Friday, August 12, 2016

Why I Work Out


My friend Tracy and I busting a move after the Market to Market relay this past May.


This won't be a post with the the top ten workout moves to get your body bikini ready.

I'm not going to discuss running or lifting or yoga.

This week, for whatever reason, I've had three different people in three different situations, tell me I'm fit.

I'm fit.

I'm fit?

I guess I should be.

On a typical week I run two or three times. I lift weights two or three times. I stretch and practice yoga after most every work out. Some days I can't wait to go. Other days it is definitely mind over matter and I push myself out the door.

I know that pushing myself brings rewards. I take comfort in knowing that I can get myself over my own thought barriers. I can usually run 10 minutes longer that I thought I could. I can usually do two or three more reps of weights even when I'm burning.

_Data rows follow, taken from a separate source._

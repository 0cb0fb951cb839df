use anyhow::Result;
use chrono::{DateTime, SecondsFormat, Utc};
use rusqlite::{params, OptionalExtension, Row};

use crate::{
    db::{
        helpers::{parse_datetime, to_i64, to_score, to_u32},
        Database,
    },
    models::SessionRecord,
};

const SESSION_COLUMNS: &str =
    "id, planned_duration_sec, completed_time_sec, focus_score, distraction_count, created_at";

pub(crate) fn format_timestamp(value: &DateTime<Utc>) -> String {
    value.to_rfc3339_opts(SecondsFormat::Millis, true)
}

fn row_to_session(row: &Row) -> Result<SessionRecord> {
    let planned: i64 = row.get("planned_duration_sec")?;
    let completed: i64 = row.get("completed_time_sec")?;
    let focus_score: i64 = row.get("focus_score")?;
    let distraction_count: i64 = row.get("distraction_count")?;
    let created_at: String = row.get("created_at")?;

    Ok(SessionRecord {
        id: row.get("id")?,
        planned_duration_sec: to_u32(planned, "planned_duration_sec")?,
        completed_time_sec: to_u32(completed, "completed_time_sec")?,
        focus_score: to_score(focus_score)?,
        distraction_count: to_u32(distraction_count, "distraction_count")?,
        created_at: parse_datetime(&created_at, "created_at")?,
    })
}

impl Database {
    /// Insert a finished session under its own id and return that id.
    pub async fn insert_session(&self, record: &SessionRecord) -> Result<i64> {
        let record = record.clone();
        self.execute(move |conn| {
            conn.execute(
                "INSERT INTO sessions (id, planned_duration_sec, completed_time_sec, focus_score, distraction_count, created_at)
                 VALUES (?1, ?2, ?3, ?4, ?5, ?6)",
                params![
                    record.id,
                    record.planned_duration_sec,
                    record.completed_time_sec,
                    record.focus_score,
                    record.distraction_count,
                    format_timestamp(&record.created_at),
                ],
            )?;
            Ok(record.id)
        })
        .await
    }

    pub async fn get_session(&self, session_id: i64) -> Result<Option<SessionRecord>> {
        self.execute(move |conn| {
            let mut stmt = conn.prepare(&format!(
                "SELECT {SESSION_COLUMNS} FROM sessions WHERE id = ?1"
            ))?;

            let session = stmt
                .query_row(params![session_id], |row| Ok(row_to_session(row)))
                .optional()?
                .transpose()?;
            Ok(session)
        })
        .await
    }

    /// Most recent sessions first.
    pub async fn list_recent_sessions(&self, limit: usize) -> Result<Vec<SessionRecord>> {
        let limit = to_i64(limit)?;
        self.execute(move |conn| {
            let mut stmt = conn.prepare(&format!(
                "SELECT {SESSION_COLUMNS}
                 FROM sessions
                 ORDER BY created_at DESC, id DESC
                 LIMIT ?1"
            ))?;

            let mut rows = stmt.query(params![limit])?;
            let mut sessions = Vec::new();
            while let Some(row) = rows.next()? {
                sessions.push(row_to_session(row)?);
            }

            Ok(sessions)
        })
        .await
    }

    /// Delete sessions created before `cutoff` together with their
    /// distraction rows. Distractions older than `cutoff` that belong to no
    /// saved session (reset sessions, failed saves) go too. Returns the number
    /// of sessions removed.
    pub async fn prune_sessions_before(&self, cutoff: DateTime<Utc>) -> Result<usize> {
        let cutoff_ms = cutoff.timestamp_millis();
        let cutoff = format_timestamp(&cutoff);
        self.execute(move |conn| {
            let tx = conn.transaction()?;

            tx.execute(
                "DELETE FROM distractions
                 WHERE session_id IN (SELECT id FROM sessions WHERE created_at < ?1)",
                params![cutoff],
            )?;

            tx.execute(
                "DELETE FROM distractions
                 WHERE timestamp_ms < ?1
                   AND session_id NOT IN (SELECT id FROM sessions)",
                params![cutoff_ms],
            )?;

            let removed = tx.execute(
                "DELETE FROM sessions WHERE created_at < ?1",
                params![cutoff],
            )?;

            tx.commit()?;
            Ok(removed)
        })
        .await
    }
}
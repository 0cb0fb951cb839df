//! Turns one tick's `FaceSignal` into a bounded `FocusReading`.

pub mod config;

pub use config::ScoringConfig;

use crate::models::{FaceSignal, FocusReading};

pub const EYES_CLOSED_ALERT: &str = "Eyes closed - Stay alert!";
pub const YAWNING_ALERT: &str = "Yawning detected - Take a break?";
pub const MOVED_AWAY_ALERT: &str = "Looking away - Stay focused!";

const MAX_SCORE: i32 = 100;
const MIN_SCORE: i32 = 0;

/// Stateless scorer. Deductions are flat, independent and applied in a fixed
/// order; alerts follow the same order.
#[derive(Debug, Clone, Default)]
pub struct FocusScorer {
    config: ScoringConfig,
}

impl FocusScorer {
    pub fn new(config: ScoringConfig) -> Self {
        Self { config }
    }

    pub fn config(&self) -> &ScoringConfig {
        &self.config
    }

    pub fn score(&self, signal: &FaceSignal, timestamp_ms: i64) -> FocusReading {
        let mut score = MAX_SCORE;
        let mut alerts = Vec::new();

        if signal.eyes_closed {
            score = score.saturating_sub(self.config.eyes_closed_penalty);
            alerts.push(EYES_CLOSED_ALERT.to_string());
        }
        if signal.yawning {
            score = score.saturating_sub(self.config.yawning_penalty);
            alerts.push(YAWNING_ALERT.to_string());
        }
        if signal.moved_away {
            score = score.saturating_sub(self.config.moved_away_penalty);
            alerts.push(MOVED_AWAY_ALERT.to_string());
        }
        // Emotion costs points but never adds an alert.
        if signal.emotion.is_negative() {
            score = score.saturating_sub(self.config.negative_emotion_penalty);
        }

        FocusReading {
            score: score.clamp(MIN_SCORE, MAX_SCORE) as u8,
            alerts,
            emotion: signal.emotion,
            timestamp_ms,
        }
    }
}

#[cfg(test)]
mod tests {
    use super::*;
    use crate::models::Emotion;

    fn signal(eyes: bool, yawn: bool, moved: bool, emotion: Emotion) -> FaceSignal {
        FaceSignal {
            eyes_closed: eyes,
            yawning: yawn,
            moved_away: moved,
            emotion,
            emotion_confidence: 0.9,
        }
    }

    #[test]
    fn calm_signal_scores_full_marks() {
        let reading = FocusScorer::default().score(&signal(false, false, false, Emotion::Neutral), 7);
        assert_eq!(reading.score, 100);
        assert!(reading.alerts.is_empty());
        assert_eq!(reading.emotion, Emotion::Neutral);
        assert_eq!(reading.timestamp_ms, 7);
    }

    #[test]
    fn closed_eyes_alone_cost_thirty() {
        let reading = FocusScorer::default().score(&signal(true, false, false, Emotion::Happy), 0);
        assert_eq!(reading.score, 70);
        assert_eq!(reading.alerts, vec![EYES_CLOSED_ALERT.to_string()]);
    }

    #[test]
    fn every_condition_at_once_floors_at_ten() {
        let reading = FocusScorer::default().score(&signal(true, true, true, Emotion::Fear), 0);
        assert_eq!(reading.score, 10);
        assert_eq!(
            reading.alerts,
            vec![
                EYES_CLOSED_ALERT.to_string(),
                YAWNING_ALERT.to_string(),
                MOVED_AWAY_ALERT.to_string(),
            ]
        );
    }

    #[test]
    fn alerts_keep_evaluation_order() {
        let reading = FocusScorer::default().score(&signal(true, true, false, Emotion::Neutral), 0);
        assert_eq!(
            reading.alerts,
            vec![EYES_CLOSED_ALERT.to_string(), YAWNING_ALERT.to_string()]
        );
        assert_eq!(reading.score, 45);
    }

    #[test]
    fn negative_emotion_deducts_without_alert() {
        for emotion in [Emotion::Sad, Emotion::Angry, Emotion::Fear] {
            let reading = FocusScorer::default().score(&signal(false, false, false, emotion), 0);
            assert_eq!(reading.score, 85, "{emotion:?}");
            assert!(reading.alerts.is_empty());
        }
        for emotion in [Emotion::Surprise, Emotion::Disgust, Emotion::Unknown] {
            let reading = FocusScorer::default().score(&signal(false, false, false, emotion), 0);
            assert_eq!(reading.score, 100, "{emotion:?}");
        }
    }

    #[test]
    fn score_is_clamped_for_any_signal_and_weights() {
        let harsh = FocusScorer::new(ScoringConfig {
            eyes_closed_penalty: 80,
            yawning_penalty: 80,
            moved_away_penalty: 80,
            negative_emotion_penalty: 80,
            ..ScoringConfig::default()
        });
        let generous = FocusScorer::new(ScoringConfig {
            eyes_closed_penalty: -80,
            yawning_penalty: -80,
            moved_away_penalty: -80,
            negative_emotion_penalty: -80,
            ..ScoringConfig::default()
        });

        for bits in 0..8u8 {
            for emotion in Emotion::ALL {
                let s = signal(bits & 1 != 0, bits & 2 != 0, bits & 4 != 0, emotion);
                for scorer in [&FocusScorer::default(), &harsh, &generous] {
                    let reading = scorer.score(&s, 0);
                    assert!(reading.score <= 100);
                }
            }
        }
        assert_eq!(harsh.score(&signal(true, true, true, Emotion::Sad), 0).score, 0);
        assert_eq!(generous.score(&signal(true, true, true, Emotion::Sad), 0).score, 100);
    }

    #[test]
    fn extreme_penalties_saturate_instead_of_overflowing() {
        let extreme = |penalty: i32| {
            FocusScorer::new(ScoringConfig {
                eyes_closed_penalty: penalty,
                yawning_penalty: penalty,
                moved_away_penalty: penalty,
                negative_emotion_penalty: penalty,
                ..ScoringConfig::default()
            })
        };
        let everything = signal(true, true, true, Emotion::Fear);
        assert_eq!(extreme(i32::MAX).score(&everything, 0).score, 0);
        assert_eq!(extreme(i32::MIN).score(&everything, 0).score, 100);
    }
}
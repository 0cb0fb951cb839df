use std::convert::TryFrom;

use anyhow::{anyhow, Context, Result};
use chrono::{DateTime, Utc};

use crate::models::DistractionKind;

pub fn to_u32(value: i64, field: &str) -> Result<u32> {
    u32::try_from(value).map_err(|_| anyhow!("{field} contains out of range value {value}"))
}

pub fn to_score(value: i64) -> Result<u8> {
    u8::try_from(value)
        .ok()
        .filter(|score| *score <= 100)
        .ok_or_else(|| anyhow!("focus_score contains out of range value {value}"))
}

pub fn to_i64(value: usize) -> Result<i64> {
    i64::try_from(value).map_err(|_| anyhow!("value {value} exceeds SQLite INTEGER range"))
}

pub fn parse_datetime(value: &str, field: &str) -> Result<DateTime<Utc>> {
    DateTime::parse_from_rfc3339(value)
        .map(|dt| dt.with_timezone(&Utc))
        .with_context(|| format!("failed to parse {field}"))
}

pub fn parse_kind(value: &str) -> Result<DistractionKind> {
    DistractionKind::parse(value).ok_or_else(|| anyhow!("unknown distraction kind {value}"))
}
//! Aggregate statistics over saved sessions.

use serde::Serialize;

use crate::{db::SessionStore, error::StorageError, models::SessionRecord, settings::Settings};

#[derive(Debug, Clone, Default, Serialize, PartialEq)]
#[serde(rename_all = "camelCase")]
pub struct SessionStats {
    pub total_sessions: u32,
    /// Sum of completed time, in whole minutes.
    pub total_focus_minutes: u32,
    pub average_focus_score: u8,
    pub total_distractions: u32,
}

impl SessionStats {
    pub fn from_records(records: &[SessionRecord]) -> Self {
        if records.is_empty() {
            return Self::default();
        }

        let total_seconds: u64 = records
            .iter()
            .map(|record| u64::from(record.completed_time_sec))
            .sum();
        let score_sum: u64 = records
            .iter()
            .map(|record| u64::from(record.focus_score))
            .sum();
        let total_distractions = records
            .iter()
            .fold(0u32, |acc, record| acc.saturating_add(record.distraction_count));

        let count = records.len() as f64;
        Self {
            total_sessions: u32::try_from(records.len()).unwrap_or(u32::MAX),
            total_focus_minutes: (total_seconds as f64 / 60.0).round() as u32,
            average_focus_score: (score_sum as f64 / count).round().clamp(0.0, 100.0) as u8,
            total_distractions,
        }
    }
}

/// Stats over the `limit` most recent sessions.
pub async fn load_stats<S: SessionStore>(store: &S, limit: usize) -> Result<SessionStats, StorageError> {
    let records = store.list_sessions(limit).await?;
    Ok(SessionStats::from_records(&records))
}

/// Sessions shown in history, capped by `Settings::history_limit`.
pub async fn recent_history<S: SessionStore>(
    store: &S,
    settings: &Settings,
) -> Result<Vec<SessionRecord>, StorageError> {
    store.list_sessions(settings.history_limit).await
}

/// Stats over the history window configured in settings.
pub async fn history_stats<S: SessionStore>(store: &S, settings: &Settings) -> Result<SessionStats, StorageError> {
    load_stats(store, settings.history_limit).await
}
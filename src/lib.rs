//! Focus scoring and session accounting for a study timer.
//!
//! A [`SessionAccountant`] runs one study countdown at a time. While it runs,
//! a [`DistractionTracker`] counts app switches and, when a frame source is
//! attached, a [`FocusMonitor`] turns camera frames into [`FocusReading`]s.
//! Finished sessions are written to a [`SessionStore`], by default the SQLite
//! backed [`Database`].

pub mod analytics;
pub mod db;
pub mod distraction;
pub mod error;
pub mod models;
pub mod scoring;
pub mod sensing;
pub mod settings;
pub mod timer;
pub mod utils;

pub use analytics::{history_stats, load_stats, recent_history, SessionStats};
pub use db::{Database, SessionStore};
pub use distraction::{AppLifecycle, DistractionTracker, LifecycleHub, LifecycleSource};
pub use error::{ClassifierError, SessionError, StorageError};
pub use models::{DistractionEvent, DistractionKind, Emotion, FaceFrame, FocusReading, SessionRecord};
pub use scoring::{FocusScorer, ScoringConfig};
pub use sensing::{Classifier, FocusMonitor, FrameSlot, FrameSource, SignalExtractor};
pub use settings::{Settings, SettingsStore};
pub use timer::{AccountantConfig, SessionAccountant, SessionEvent, SessionSnapshot, SessionState};
pub use utils::init_logging;
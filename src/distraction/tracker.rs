use std::sync::{Arc, Mutex, MutexGuard};

use chrono::Utc;
use serde::{Deserialize, Serialize};
use tokio::{
    sync::mpsc::{self, UnboundedReceiver, UnboundedSender},
    task::JoinHandle,
};

use crate::{
    db::SessionStore,
    models::{DistractionEvent, DistractionKind},
};

use super::lifecycle::{AppLifecycle, LifecycleHandler, LifecycleSource, SubscriptionHandle};

// Set to true to enable verbose logging in this module
const ENABLE_LOGS: bool = true;

use crate::{log_error, log_info, log_warn};

/// Invoked with the kind and the new running count on every distraction.
/// Runs on the thread that delivered the lifecycle notification and must not
/// call back into the tracker.
pub type DistractionCallback = Arc<dyn Fn(DistractionKind, u32) + Send + Sync>;

#[derive(Debug, Clone, Copy, Serialize, Deserialize, PartialEq, Eq)]
#[serde(rename_all = "camelCase")]
pub enum TrackerState {
    Idle,
    Monitoring,
    /// Subscription dropped while the session is paused; count frozen.
    Suspended,
}

struct TrackerShared {
    state: TrackerState,
    session_id: Option<i64>,
    count: u32,
    callback: Option<DistractionCallback>,
    events_tx: Option<UnboundedSender<DistractionEvent>>,
}

fn lock_shared(shared: &Mutex<TrackerShared>) -> MutexGuard<'_, TrackerShared> {
    match shared.lock() {
        Ok(guard) => guard,
        Err(poisoned) => poisoned.into_inner(),
    }
}

/// Counts app-switch distractions for one session at a time.
///
/// The in-memory count is authoritative. Events are queued to a single
/// writer task so they reach the store in detection order; store failures
/// are logged and never touch the count.
pub struct DistractionTracker<S: SessionStore> {
    shared: Arc<Mutex<TrackerShared>>,
    lifecycle: Arc<dyn LifecycleSource>,
    store: S,
    subscription: Option<SubscriptionHandle>,
    writer: Option<JoinHandle<()>>,
}

impl<S: SessionStore> DistractionTracker<S> {
    pub fn new(lifecycle: Arc<dyn LifecycleSource>, store: S) -> Self {
        Self {
            shared: Arc::new(Mutex::new(TrackerShared {
                state: TrackerState::Idle,
                session_id: None,
                count: 0,
                callback: None,
                events_tx: None,
            })),
            lifecycle,
            store,
            subscription: None,
            writer: None,
        }
    }

    pub fn state(&self) -> TrackerState {
        lock_shared(&self.shared).state
    }

    pub fn session_id(&self) -> Option<i64> {
        lock_shared(&self.shared).session_id
    }

    /// Count of the current session, or the final count of the last one.
    pub fn distraction_count(&self) -> u32 {
        lock_shared(&self.shared).count
    }

    /// Idle -> Monitoring with a zeroed counter. Returns false (and changes
    /// nothing) when a session is already being tracked.
    pub fn start_monitoring(&mut self, session_id: i64, on_distraction: DistractionCallback) -> bool {
        let (events_tx, events_rx) = mpsc::unbounded_channel();
        {
            let mut shared = lock_shared(&self.shared);
            if shared.state != TrackerState::Idle {
                log_warn!(
                    "monitoring already active for session {:?}, ignoring start for {}",
                    shared.session_id,
                    session_id
                );
                return false;
            }
            shared.state = TrackerState::Monitoring;
            shared.session_id = Some(session_id);
            shared.count = 0;
            shared.callback = Some(on_distraction);
            shared.events_tx = Some(events_tx);
        }

        // A writer from the previous session may still be draining; it ends
        // on its own once its queue is empty.
        self.writer = Some(tokio::spawn(persist_events(self.store.clone(), events_rx)));
        self.subscribe();

        log_info!("App monitoring started for session {}", session_id);
        true
    }

    /// Monitoring -> Suspended: unsubscribe, keep session and count.
    pub fn suspend(&mut self) -> bool {
        {
            let mut shared = lock_shared(&self.shared);
            if shared.state != TrackerState::Monitoring {
                return false;
            }
            shared.state = TrackerState::Suspended;
        }
        if let Some(subscription) = self.subscription.take() {
            subscription.cancel();
        }
        log_info!("App monitoring suspended at {} distractions", self.distraction_count());
        true
    }

    /// Suspended -> Monitoring, continuing the same count.
    pub fn resume(&mut self) -> bool {
        {
            let mut shared = lock_shared(&self.shared);
            if shared.state != TrackerState::Suspended {
                return false;
            }
            shared.state = TrackerState::Monitoring;
        }
        self.subscribe();
        log_info!("App monitoring resumed");
        true
    }

    /// Back to Idle. Returns the final count, or `None` if nothing was being
    /// tracked. No handler mutates the count once this returns.
    pub fn stop_monitoring(&mut self) -> Option<u32> {
        let final_count = {
            let mut shared = lock_shared(&self.shared);
            if shared.state == TrackerState::Idle {
                return None;
            }
            shared.state = TrackerState::Idle;
            shared.session_id = None;
            shared.callback = None;
            // Closing the queue lets the writer finish what is already queued.
            shared.events_tx = None;
            shared.count
        };

        if let Some(subscription) = self.subscription.take() {
            subscription.cancel();
        }

        log_info!("App monitoring stopped with {} distractions", final_count);
        Some(final_count)
    }

    /// Wait until every event of the last stopped session reached the store.
    /// Returns immediately while a session is still tracked.
    pub async fn flush(&mut self) {
        if self.state() != TrackerState::Idle {
            return;
        }
        if let Some(writer) = self.writer.take() {
            if let Err(err) = writer.await {
                log_error!("distraction writer task failed: {err}");
            }
        }
    }

    fn subscribe(&mut self) {
        let shared = Arc::clone(&self.shared);
        let handler: LifecycleHandler = Arc::new(move |state: AppLifecycle| handle_lifecycle(&shared, state));
        self.subscription = Some(self.lifecycle.subscribe(handler));
    }
}

fn handle_lifecycle(shared: &Mutex<TrackerShared>, state: AppLifecycle) {
    if !state.is_away() {
        return;
    }

    let mut shared = lock_shared(shared);
    if shared.state != TrackerState::Monitoring {
        return;
    }
    let Some(session_id) = shared.session_id else {
        return;
    };

    // No debounce: every away transition counts.
    shared.count += 1;
    let count = shared.count;
    let kind = DistractionKind::AppSwitch;

    if let Some(callback) = shared.callback.as_ref() {
        callback(kind, count);
    }

    let event = DistractionEvent {
        session_id,
        kind,
        timestamp_ms: Utc::now().timestamp_millis(),
    };
    if let Some(tx) = shared.events_tx.as_ref() {
        if tx.send(event).is_err() {
            log_warn!("distraction writer gone; event for session {} not persisted", session_id);
        }
    }

    log_info!("Distraction logged: {} (Total: {})", kind.as_str(), count);
}

async fn persist_events<S: SessionStore>(store: S, mut events: UnboundedReceiver<DistractionEvent>) {
    while let Some(event) = events.recv().await {
        if let Err(err) = store.save_distraction(&event).await {
            log_error!(
                "Failed to log distraction for session {}: {err}",
                event.session_id
            );
        }
    }
}

impl<S: SessionStore> Drop for DistractionTracker<S> {
    fn drop(&mut self) {
        self.stop_monitoring();
    }
}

I like turning up my workout playlist, shutting out the world and diving in. It's an outlet of creativity for me. How can I move today? Exercise experts say to move this way or do it that way. They say to work out this many times a week or that many times a week to get this kind of body or that kind of body.

Whatever.

I can move however I want, for however long I want, in whatever way I want, as often as I want. My body is a pretty good indicator of what it needs. Sometime the best workout is no workout at all and sometimes I need to push it as hard as I am able.

I open my arms up wide, look up into the heavens and jump up and down. I make up a dance moves that will never be repeated. I sway and circle my arms, kick my legs, squat and shimmy on down, because I can. I do simple moves in my nightie and then sit down and write in my journal and I count that as a workout.

When I'm all done and getting ready to take my shower, I stop and look into the mirror.

I look deep into my eyes. My hair is frizzy and doing things that would horrify most.  I have black circles under my eyes. My skin sags around my mouth and I have a scar over my left eyebrow from where skin cancer was removed. I've had three kids and my body shows it. I'm not ashamed and neither do I wish for a beach body.

I am middle-aged. I have wrinkles and scars. Some may see me as fit and I guess I am.

But that is not all I see.

I am a fabulous, wonderful, God-breathed story that has lived all the way to today.

I see knowledge.

I see a knowing that hard days will come. They always do.

Working out can make me fit but it can't give me a pass that excludes me from difficulty, even if I would have a bikini-ready body.

Working out simply offers me assurance.

I just know. I know deep down that I can.

I can.

My bikini body - a couple of years ago while on vacation in Cabo.